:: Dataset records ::
---

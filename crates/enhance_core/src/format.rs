//! Presentation helpers shared by every front end.

use chrono::Local;

use crate::job::{parse_timestamp, JobStatus};

const KIB: u64 = 1024;
const MIB: u64 = 1024 * 1024;

pub const INVALID_DATE: &str = "Invalid Date";

/// Renders a duration in the coarse units the dashboard uses.
pub fn format_time(seconds: u64) -> String {
    if seconds < 60 {
        format!("{seconds} seconds")
    } else if seconds < 3600 {
        format!("{} min {} sec", seconds / 60, seconds % 60)
    } else {
        format!("{} hr {} min", seconds / 3600, (seconds % 3600) / 60)
    }
}

/// Like [`format_time`] for fractional or possibly invalid inputs.
pub fn format_duration_secs(seconds: f64) -> String {
    if !seconds.is_finite() || seconds < 0.0 {
        return format_time(0);
    }
    format_time(seconds.round() as u64)
}

pub fn format_file_size(bytes: u64) -> String {
    if bytes < KIB {
        format!("{bytes} B")
    } else if bytes < MIB {
        format!("{:.2} KB", bytes as f64 / KIB as f64)
    } else {
        format!("{:.2} MB", bytes as f64 / MIB as f64)
    }
}

#[derive(Debug, Clone, Copy, PartialEq, Eq)]
pub enum BadgeColor {
    Yellow,
    Blue,
    Green,
    Red,
    Gray,
}

impl BadgeColor {
    pub fn name(self) -> &'static str {
        match self {
            BadgeColor::Yellow => "yellow",
            BadgeColor::Blue => "blue",
            BadgeColor::Green => "green",
            BadgeColor::Red => "red",
            BadgeColor::Gray => "gray",
        }
    }
}

pub fn badge_color(status: JobStatus) -> BadgeColor {
    match status {
        JobStatus::Uploaded | JobStatus::Queued => BadgeColor::Yellow,
        JobStatus::Processing => BadgeColor::Blue,
        JobStatus::Completed => BadgeColor::Green,
        JobStatus::Failed => BadgeColor::Red,
        JobStatus::Unknown => BadgeColor::Gray,
    }
}

/// Capitalized status text for badges.
pub fn status_label(status: JobStatus) -> String {
    capitalize(status.as_str())
}

pub fn short_job_id(id: &str) -> String {
    let prefix: String = id.chars().take(8).collect();
    format!("{prefix}...")
}

pub fn format_progress(progress: Option<f64>) -> String {
    match progress {
        Some(percent) => format!("{percent}%"),
        None => "-".to_string(),
    }
}

pub fn enabled_label(enabled: bool) -> &'static str {
    if enabled {
        "Enabled"
    } else {
        "Disabled"
    }
}

/// Local date and time, or [`INVALID_DATE`].
pub fn format_timestamp(raw: &str) -> String {
    match parse_timestamp(raw) {
        Some(ts) => ts
            .with_timezone(&Local)
            .format("%Y-%m-%d %H:%M:%S")
            .to_string(),
        None => INVALID_DATE.to_string(),
    }
}

/// Local time of day, or [`INVALID_DATE`].
pub fn format_time_of_day(raw: &str) -> String {
    match parse_timestamp(raw) {
        Some(ts) => ts.with_timezone(&Local).format("%H:%M:%S").to_string(),
        None => INVALID_DATE.to_string(),
    }
}

fn capitalize(text: &str) -> String {
    let mut chars = text.chars();
    match chars.next() {
        Some(first) => first.to_uppercase().chain(chars).collect(),
        None => String::new(),
    }
}

#[cfg(test)]
mod tests {
    use super::*;

    #[test]
    fn capitalize_handles_empty() {
        assert_eq!(capitalize(""), "");
        assert_eq!(capitalize("queued"), "Queued");
    }

    #[test]
    fn fractional_durations_round() {
        assert_eq!(format_duration_secs(59.6), "1 min 0 sec");
        assert_eq!(format_duration_secs(f64::NAN), "0 seconds");
        assert_eq!(format_duration_secs(-3.0), "0 seconds");
    }
}
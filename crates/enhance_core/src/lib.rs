//! Enhance console core: job model, statistics, formatting and the pure
//! dashboard state machine.
mod ai_tools;
mod effect;
mod format;
mod job;
mod msg;
mod routes;
mod state;
mod stats;
mod update;
mod view_model;

pub use ai_tools::{AiModelId, AiToolsState, AiToolsView, ToolTab, DEFAULT_MODEL, SELECTED_MODEL_KEY};
pub use effect::Effect;
pub use format::{
    badge_color, enabled_label, format_duration_secs, format_file_size, format_progress,
    format_time, format_time_of_day, format_timestamp, short_job_id, status_label, BadgeColor,
    INVALID_DATE,
};
pub use job::{
    parse_timestamp, EnhancementOptions, Job, JobId, JobStatus, LogEntry, LogLevel, VideoInfo,
};
pub use msg::Msg;
pub use routes::{job_download_path, job_stream_path, join_url, JOBS_PATH};
pub use state::{AppState, Generation, Tab, DEFAULT_POLL_INTERVAL};
pub use stats::{
    compute_stats, compute_stats_in, DashboardStats, DayCount, StatusSlice, COMPLETED_COLOR,
    FAILED_COLOR, HISTOGRAM_DAYS, PROCESSING_COLOR,
};
pub use update::update;
pub use view_model::{
    job_detail_view, AppViewModel, JobDetailView, JobRowView, JobsPanel, LabeledValue,
    LogLineView, OverviewView,
};
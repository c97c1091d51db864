use thiserror::Error;

/// Errors produced while decoding wire formats. Decoders never panic on
/// hostile input; anything that does not parse comes back as one of these.
#[derive(Debug, Error, PartialEq, Eq)]
pub enum WireError {
    #[error("not enough bytes")]
    Truncated,

    #[error("embedded length does not match the buffer")]
    LengthMismatch,

    #[error("checksum mismatch")]
    ChecksumMismatch,

    #[error("invalid {0} field")]
    InvalidField(&'static str),
}

macro_rules! ensure_remaining {
    ($buf:expr, $len:expr) => {
        if $buf.remaining() < $len {
            return Err(crate::types::WireError::Truncated);
        }
    };
}
pub(crate) use ensure_remaining;

mod aarp;
mod addr;
mod ddp;
mod elap;
mod llap;
mod nbp;
mod rtmp;
mod zip;
mod zone;

pub use aarp::*;
pub use addr::*;
pub use ddp::*;
pub use elap::*;
pub use llap::*;
pub use nbp::*;
pub use rtmp::*;
pub use zip::*;
pub use zone::*;
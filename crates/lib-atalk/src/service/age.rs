use std::time::Duration;

use async_trait::async_trait;
use tokio::sync::broadcast;
use tokio::time::{interval, Instant};
use tracing::info;

use crate::constants;
use crate::router::Router;

use super::Service;

/// Periodic sweeper advancing routes through their ageing states and
/// withdrawing the ones that expired, zones included.
#[derive(Debug, Default)]
pub struct RouteAger;

impl RouteAger {
    pub fn new() -> Self {
        Self
    }
}

#[async_trait]
impl Service for RouteAger {
    fn name(&self) -> &'static str {
        "route-ager"
    }

    async fn run(&self, router: Router, mut shutdown: broadcast::Receiver<()>) {
        let mut ticker = interval(Duration::from_secs(constants::ROUTE_AGING_INTERVAL_SECS));
        loop {
            tokio::select! {
                _ = shutdown.recv() => return,
                _ = ticker.tick() => {}
            }

            let removed = {
                let mut tables = router.tables().write().unwrap_or_else(|e| e.into_inner());
                let removed = tables.routes.sweep(Instant::now());
                for range in &removed {
                    tables.zones.remove_range(range);
                }
                removed
            };
            for range in removed {
                info!(%range, "route aged out");
            }
        }
    }
}
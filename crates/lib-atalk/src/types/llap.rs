use crate::constants;

use super::WireError;

/// LLAP frame types carrying DDP.
pub const LLAP_TYPE_DDP_SHORT: u8 = 1;
pub const LLAP_TYPE_DDP_LONG: u8 = 2;

/// LLAP control frames used for node address probing: a node enquires about
/// the address it wants, the current holder acknowledges to defend it.
pub const LLAP_TYPE_ENQ: u8 = 0x81;
pub const LLAP_TYPE_ACK: u8 = 0x82;

/// A LocalTalk link-layer frame: destination node, source node, frame type
/// and (for data frames) the DDP bytes.
#[derive(Debug, Clone, PartialEq, Eq)]
pub struct LlapFrame {
    pub dst: u8,
    pub src: u8,
    pub kind: u8,
    pub payload: Vec<u8>,
}

impl LlapFrame {
    pub fn data(dst: u8, src: u8, kind: u8, payload: Vec<u8>) -> Self {
        Self {
            dst,
            src,
            kind,
            payload,
        }
    }

    /// A payload-less control frame (ENQ/ACK).
    pub fn control(dst: u8, src: u8, kind: u8) -> Self {
        Self {
            dst,
            src,
            kind,
            payload: Vec::new(),
        }
    }

    pub fn is_control(&self) -> bool {
        self.kind & 0x80 != 0
    }

    pub fn parse(buf: &[u8]) -> Result<Self, WireError> {
        if buf.len() < 3 {
            return Err(WireError::Truncated);
        }
        if buf.len() > 3 + constants::MAX_LINK_PAYLOAD {
            return Err(WireError::InvalidField("frame length"));
        }
        Ok(Self {
            dst: buf[0],
            src: buf[1],
            kind: buf[2],
            payload: buf[3..].to_vec(),
        })
    }

    pub fn encode(&self) -> Vec<u8> {
        let mut buf = Vec::with_capacity(3 + self.payload.len());
        buf.push(self.dst);
        buf.push(self.src);
        buf.push(self.kind);
        buf.extend_from_slice(&self.payload);
        buf
    }
}
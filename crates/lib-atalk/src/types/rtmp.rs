use bytes::{Buf, BufMut};

use super::{ensure_remaining, NetRange, WireError};

/// Functions carried by an RTMP request (DDP type 5).
pub const RTMP_FUNC_REQUEST: u8 = 1;
pub const RTMP_FUNC_RDR_SPLIT: u8 = 2;
pub const RTMP_FUNC_RDR_FULL: u8 = 3;

/// Router node IDs are always 8 bits on the media this router speaks.
const ID_LENGTH_BITS: u8 = 8;

/// Extended tuples set the high bit of the distance byte and append the
/// range end plus this version marker.
const EXTENDED_FLAG: u8 = 0x80;
const RTMP_VERSION: u8 = 0x82;

const DISTANCE_MASK: u8 = 0x1F;

/// One routing tuple in an RTMP data packet: a network (or network range for
/// extended networks) and its distance in hops.
#[derive(Debug, Clone, Copy, PartialEq, Eq)]
pub struct RtmpTuple {
    pub range: NetRange,
    pub distance: u8,
    pub extended: bool,
}

impl RtmpTuple {
    pub fn single(network: u16, distance: u8) -> Self {
        Self {
            range: NetRange::single(network),
            distance,
            extended: false,
        }
    }

    pub fn extended(range: NetRange, distance: u8) -> Self {
        Self {
            range,
            distance,
            extended: true,
        }
    }
}

/// An RTMP data packet (DDP type 1): the sender's own address followed by
/// routing tuples. Also used for the response to an RTMP request.
#[derive(Debug, Clone, PartialEq, Eq)]
pub struct RtmpData {
    pub sender_network: u16,
    pub sender_node: u8,
    pub tuples: Vec<RtmpTuple>,
}

impl RtmpData {
    pub fn parse(buf: &[u8]) -> Result<Self, WireError> {
        let mut cur = buf;
        ensure_remaining!(&mut cur, 4);

        let sender_network = cur.get_u16();
        if cur.get_u8() != ID_LENGTH_BITS {
            return Err(WireError::InvalidField("id length"));
        }
        let sender_node = cur.get_u8();

        let mut tuples = Vec::new();
        while cur.has_remaining() {
            ensure_remaining!(&mut cur, 3);
            let network = cur.get_u16();
            let raw = cur.get_u8();
            if raw & EXTENDED_FLAG != 0 {
                ensure_remaining!(&mut cur, 3);
                let last = cur.get_u16();
                if cur.get_u8() != RTMP_VERSION {
                    return Err(WireError::InvalidField("version"));
                }
                tuples.push(RtmpTuple::extended(
                    NetRange::new(network, last),
                    raw & DISTANCE_MASK,
                ));
            } else {
                tuples.push(RtmpTuple::single(network, raw & DISTANCE_MASK));
            }
        }

        Ok(Self {
            sender_network,
            sender_node,
            tuples,
        })
    }

    pub fn encode(&self) -> Vec<u8> {
        let mut buf = Vec::with_capacity(4 + self.tuples.len() * 6);
        buf.put_u16(self.sender_network);
        buf.put_u8(ID_LENGTH_BITS);
        buf.put_u8(self.sender_node);
        for tuple in &self.tuples {
            encode_tuple(&mut buf, tuple);
        }
        buf
    }

    /// Wire size of the 4-byte header alone.
    pub const HEADER_LEN: usize = 4;
}

pub fn encode_tuple(buf: &mut Vec<u8>, tuple: &RtmpTuple) {
    buf.put_u16(tuple.range.first());
    if tuple.extended {
        buf.put_u8(EXTENDED_FLAG | (tuple.distance & DISTANCE_MASK));
        buf.put_u16(tuple.range.last());
        buf.put_u8(RTMP_VERSION);
    } else {
        buf.put_u8(tuple.distance & DISTANCE_MASK);
    }
}

pub fn tuple_wire_len(tuple: &RtmpTuple) -> usize {
    if tuple.extended {
        6
    } else {
        3
    }
}

/// An RTMP request (DDP type 5): a bare function byte.
#[derive(Debug, Clone, Copy, PartialEq, Eq)]
pub struct RtmpRequest {
    pub function: u8,
}

impl RtmpRequest {
    pub fn parse(buf: &[u8]) -> Result<Self, WireError> {
        match buf.first() {
            Some(f @ (RTMP_FUNC_REQUEST..=RTMP_FUNC_RDR_FULL)) => Ok(Self { function: *f }),
            Some(_) => Err(WireError::InvalidField("function")),
            None => Err(WireError::Truncated),
        }
    }

    pub fn encode(&self) -> Vec<u8> {
        vec![self.function]
    }
}
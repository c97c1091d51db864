use bytes::{Buf, BufMut};

use super::{ensure_remaining, EthernetAddr, WireError};

pub const AARP_FUNC_REQUEST: u16 = 1;
pub const AARP_FUNC_RESPONSE: u16 = 2;
pub const AARP_FUNC_PROBE: u16 = 3;

const HARDWARE_TYPE_ETHERNET: u16 = 1;
const PROTOCOL_TYPE_APPLETALK: u16 = 0x809B;
const HARDWARE_ADDR_LEN: u8 = 6;
const PROTOCOL_ADDR_LEN: u8 = 4;

/// An AARP packet mapping (network, node) protocol addresses to Ethernet
/// hardware addresses. Protocol addresses travel as four bytes: a zero pad,
/// the network number and the node.
#[derive(Debug, Clone, Copy, PartialEq, Eq)]
pub struct AarpPacket {
    pub function: u16,
    pub src_hw: EthernetAddr,
    pub src_proto: (u16, u8),
    pub dst_hw: EthernetAddr,
    pub dst_proto: (u16, u8),
}

impl AarpPacket {
    pub fn request(src_hw: EthernetAddr, src_proto: (u16, u8), target: (u16, u8)) -> Self {
        Self {
            function: AARP_FUNC_REQUEST,
            src_hw,
            src_proto,
            dst_hw: EthernetAddr::default(),
            dst_proto: target,
        }
    }

    pub fn response(
        src_hw: EthernetAddr,
        src_proto: (u16, u8),
        dst_hw: EthernetAddr,
        dst_proto: (u16, u8),
    ) -> Self {
        Self {
            function: AARP_FUNC_RESPONSE,
            src_hw,
            src_proto,
            dst_hw,
            dst_proto,
        }
    }

    /// A probe asserts a tentative address: source and destination protocol
    /// addresses both name the address being claimed.
    pub fn probe(src_hw: EthernetAddr, tentative: (u16, u8)) -> Self {
        Self {
            function: AARP_FUNC_PROBE,
            src_hw,
            src_proto: tentative,
            dst_hw: EthernetAddr::default(),
            dst_proto: tentative,
        }
    }

    pub fn parse(buf: &[u8]) -> Result<Self, WireError> {
        let mut cur = buf;
        ensure_remaining!(&mut cur, 28);

        if cur.get_u16() != HARDWARE_TYPE_ETHERNET {
            return Err(WireError::InvalidField("hardware type"));
        }
        if cur.get_u16() != PROTOCOL_TYPE_APPLETALK {
            return Err(WireError::InvalidField("protocol type"));
        }
        if cur.get_u8() != HARDWARE_ADDR_LEN || cur.get_u8() != PROTOCOL_ADDR_LEN {
            return Err(WireError::InvalidField("address length"));
        }

        let function = cur.get_u16();
        if !(AARP_FUNC_REQUEST..=AARP_FUNC_PROBE).contains(&function) {
            return Err(WireError::InvalidField("function"));
        }

        let src_hw = read_hw(&mut cur);
        let src_proto = read_proto(&mut cur);
        let dst_hw = read_hw(&mut cur);
        let dst_proto = read_proto(&mut cur);

        Ok(Self {
            function,
            src_hw,
            src_proto,
            dst_hw,
            dst_proto,
        })
    }

    pub fn encode(&self) -> Vec<u8> {
        let mut buf = Vec::with_capacity(28);
        buf.put_u16(HARDWARE_TYPE_ETHERNET);
        buf.put_u16(PROTOCOL_TYPE_APPLETALK);
        buf.put_u8(HARDWARE_ADDR_LEN);
        buf.put_u8(PROTOCOL_ADDR_LEN);
        buf.put_u16(self.function);
        write_pair(&mut buf, self.src_hw, self.src_proto);
        write_pair(&mut buf, self.dst_hw, self.dst_proto);
        buf
    }
}

fn read_hw(cur: &mut &[u8]) -> EthernetAddr {
    let mut hw = [0u8; 6];
    cur.copy_to_slice(&mut hw);
    EthernetAddr(hw)
}

fn read_proto(cur: &mut &[u8]) -> (u16, u8) {
    let _pad = cur.get_u8();
    let network = cur.get_u16();
    let node = cur.get_u8();
    (network, node)
}

fn write_pair(buf: &mut Vec<u8>, hw: EthernetAddr, proto: (u16, u8)) {
    buf.put_slice(&hw.0);
    buf.put_u8(0);
    buf.put_u16(proto.0);
    buf.put_u8(proto.1);
}
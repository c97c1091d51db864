use std::collections::HashMap;
use std::time::Duration;

use tokio::time::Instant;

use crate::constants;
use crate::types::EthernetAddr;

/// The AARP mapping table of one EtherTalk port: (network, node) to hardware
/// address. Populated from observed traffic and probe responses; an entry
/// not used for [`constants::AMT_ENTRY_TTL_SECS`] expires.
#[derive(Debug, Default)]
pub struct AddressMappingTable {
    entries: HashMap<(u16, u8), AmtEntry>,
}

#[derive(Debug)]
struct AmtEntry {
    hw: EthernetAddr,
    last_used: Instant,
}

impl AddressMappingTable {
    pub fn new() -> Self {
        Self::default()
    }

    pub fn len(&self) -> usize {
        self.entries.len()
    }

    /// Record a mapping, replacing any previous hardware address.
    pub fn insert(&mut self, proto: (u16, u8), hw: EthernetAddr, now: Instant) {
        self.entries.insert(proto, AmtEntry { hw, last_used: now });
    }

    /// Resolve a protocol address. A hit refreshes the entry's use time; a
    /// stale entry is dropped and reported as a miss.
    pub fn lookup(&mut self, proto: (u16, u8), now: Instant) -> Option<EthernetAddr> {
        let ttl = Duration::from_secs(constants::AMT_ENTRY_TTL_SECS);
        match self.entries.get_mut(&proto) {
            Some(entry) if now.duration_since(entry.last_used) < ttl => {
                entry.last_used = now;
                Some(entry.hw)
            }
            Some(_) => {
                self.entries.remove(&proto);
                None
            }
            None => None,
        }
    }
}

#[cfg(test)]
mod tests {
    use super::*;

    const MAC: EthernetAddr = EthernetAddr([2, 0, 0, 0, 0, 9]);

    #[tokio::test(start_paused = true)]
    async fn entries_expire_without_use() {
        let mut amt = AddressMappingTable::new();
        let start = Instant::now();
        amt.insert((10, 42), MAC, start);

        assert_eq!(amt.lookup((10, 42), start + Duration::from_secs(29)), Some(MAC));
        // The hit above refreshed the entry.
        assert_eq!(amt.lookup((10, 42), start + Duration::from_secs(58)), Some(MAC));
        assert_eq!(amt.lookup((10, 42), start + Duration::from_secs(89)), None);
        assert_eq!(amt.len(), 0);
    }

    #[tokio::test(start_paused = true)]
    async fn new_mapping_replaces_old() {
        let mut amt = AddressMappingTable::new();
        let start = Instant::now();
        let other = EthernetAddr([2, 0, 0, 0, 0, 7]);
        amt.insert((10, 42), MAC, start);
        amt.insert((10, 42), other, start);
        assert_eq!(amt.lookup((10, 42), start), Some(other));
    }
}
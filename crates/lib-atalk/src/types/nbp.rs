use bytes::{Buf, BufMut};

use super::{ensure_remaining, ucase, Addr, WireError};

pub const NBP_FUNC_BRRQ: u8 = 1;
pub const NBP_FUNC_LKUP: u8 = 2;
pub const NBP_FUNC_LKUP_REPLY: u8 = 3;
pub const NBP_FUNC_FWDREQ: u8 = 4;

/// The wildcard matching any object or type.
pub const NBP_WILDCARD: u8 = b'=';

const MAX_FIELD_LEN: usize = 32;

/// An NBP entity name: object, type and zone, each 0-32 bytes.
#[derive(Debug, Clone, PartialEq, Eq)]
pub struct EntityName {
    pub object: Vec<u8>,
    pub typ: Vec<u8>,
    pub zone: Vec<u8>,
}

impl EntityName {
    pub fn new(
        object: impl Into<Vec<u8>>,
        typ: impl Into<Vec<u8>>,
        zone: impl Into<Vec<u8>>,
    ) -> Self {
        Self {
            object: object.into(),
            typ: typ.into(),
            zone: zone.into(),
        }
    }

    /// Whether this (possibly wildcarded) name matches a concrete name.
    /// Comparison is case-insensitive; zone is compared but not wildcarded
    /// beyond the empty-means-local convention handled by the caller.
    pub fn matches(&self, concrete: &EntityName) -> bool {
        field_matches(&self.object, &concrete.object)
            && field_matches(&self.typ, &concrete.typ)
            && field_matches(&self.zone, &concrete.zone)
    }
}

fn field_matches(pattern: &[u8], value: &[u8]) -> bool {
    if pattern == [NBP_WILDCARD] {
        return true;
    }
    pattern.len() == value.len()
        && pattern
            .iter()
            .zip(value)
            .all(|(a, b)| ucase(*a) == ucase(*b))
}

/// One name-to-address binding inside an NBP packet.
#[derive(Debug, Clone, PartialEq, Eq)]
pub struct NbpTuple {
    pub addr: Addr,
    pub enumerator: u8,
    pub entity: EntityName,
}

/// An NBP packet: function and tuple count packed into one byte, a request
/// id, then the tuples.
#[derive(Debug, Clone, PartialEq, Eq)]
pub struct NbpPacket {
    pub function: u8,
    pub id: u8,
    pub tuples: Vec<NbpTuple>,
}

impl NbpPacket {
    pub fn parse(buf: &[u8]) -> Result<Self, WireError> {
        let mut cur = buf;
        ensure_remaining!(&mut cur, 2);

        let first = cur.get_u8();
        let function = first >> 4;
        let count = (first & 0x0F) as usize;
        if !(NBP_FUNC_BRRQ..=NBP_FUNC_FWDREQ).contains(&function) {
            return Err(WireError::InvalidField("function"));
        }
        let id = cur.get_u8();

        let mut tuples = Vec::with_capacity(count);
        for _ in 0..count {
            ensure_remaining!(&mut cur, 5);
            let network = cur.get_u16();
            let node = cur.get_u8();
            let socket = cur.get_u8();
            let enumerator = cur.get_u8();
            let object = read_field(&mut cur)?;
            let typ = read_field(&mut cur)?;
            let zone = read_field(&mut cur)?;
            tuples.push(NbpTuple {
                addr: Addr::new(network, node, socket),
                enumerator,
                entity: EntityName { object, typ, zone },
            });
        }

        Ok(Self {
            function,
            id,
            tuples,
        })
    }

    pub fn encode(&self) -> Vec<u8> {
        let mut buf = Vec::new();
        buf.put_u8((self.function << 4) | (self.tuples.len() as u8 & 0x0F));
        buf.put_u8(self.id);
        for tuple in &self.tuples {
            buf.put_u16(tuple.addr.network);
            buf.put_u8(tuple.addr.node);
            buf.put_u8(tuple.addr.socket);
            buf.put_u8(tuple.enumerator);
            write_field(&mut buf, &tuple.entity.object);
            write_field(&mut buf, &tuple.entity.typ);
            write_field(&mut buf, &tuple.entity.zone);
        }
        buf
    }

    /// The same packet re-issued under a different function code.
    pub fn with_function(&self, function: u8) -> Self {
        Self {
            function,
            id: self.id,
            tuples: self.tuples.clone(),
        }
    }
}

fn read_field(cur: &mut &[u8]) -> Result<Vec<u8>, WireError> {
    ensure_remaining!(cur, 1);
    let len = cur.get_u8() as usize;
    if len > MAX_FIELD_LEN {
        return Err(WireError::InvalidField("name length"));
    }
    ensure_remaining!(cur, len);
    Ok(cur.copy_to_bytes(len).to_vec())
}

fn write_field(buf: &mut Vec<u8>, field: &[u8]) {
    buf.put_u8(field.len() as u8);
    buf.put_slice(field);
}

#[cfg(test)]
mod tests {
    use super::*;

    fn lookup() -> NbpPacket {
        NbpPacket {
            function: NBP_FUNC_LKUP,
            id: 9,
            tuples: vec![NbpTuple {
                addr: Addr::new(1, 5, 253),
                enumerator: 0,
                entity: EntityName::new(&b"="[..], &b"AFPServer"[..], &b"Finance"[..]),
            }],
        }
    }

    #[test]
    fn round_trip() {
        let pkt = lookup();
        assert_eq!(NbpPacket::parse(&pkt.encode()).unwrap(), pkt);
    }

    #[test]
    fn wildcard_matches_any_object() {
        let pattern = EntityName::new(&b"="[..], &b"AFPServer"[..], &b"Finance"[..]);
        let concrete = EntityName::new(&b"Vault"[..], &b"afpserver"[..], &b"finance"[..]);
        assert!(pattern.matches(&concrete));

        let other_type = EntityName::new(&b"Vault"[..], &b"LaserWriter"[..], &b"finance"[..]);
        assert!(!pattern.matches(&other_type));
    }

    #[test]
    fn function_is_validated() {
        let mut wire = lookup().encode();
        wire[0] = 0x71;
        assert_eq!(
            NbpPacket::parse(&wire),
            Err(WireError::InvalidField("function"))
        );
    }

    #[test]
    fn truncated_tuple_is_rejected() {
        let wire = lookup().encode();
        assert_eq!(
            NbpPacket::parse(&wire[..wire.len() - 3]),
            Err(WireError::Truncated)
        );
    }
}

---

:: Task statement ::
The output should be exactly the lines above from the line containing "return Err(WireError::Truncated);" to the line containing "filename crates/lib-atalk/src/types/rtmp.rs", inclusive, with no other lines.

:: Response area ::
            return Err(WireError::Truncated);
        }
        if buf.len() > 3 + constants::MAX_LINK_PAYLOAD {
            return Err(WireError::InvalidField("frame length"));
        }
        Ok(Self {
            dst: buf[0],
            src: buf[1],
            kind: buf[2],
            payload: buf[3..].to_vec(),
        })
    }

    pub fn encode(&self) -> Vec<u8> {
        let mut buf = Vec::with_capacity(3 + self.payload.len());
        buf.push(self.dst);
        buf.push(self.src);
        buf.push(self.kind);
        buf.extend_from_slice(&self.payload);
        buf
    }
}
filename crates/lib-atalk/src/types/rtmp.rs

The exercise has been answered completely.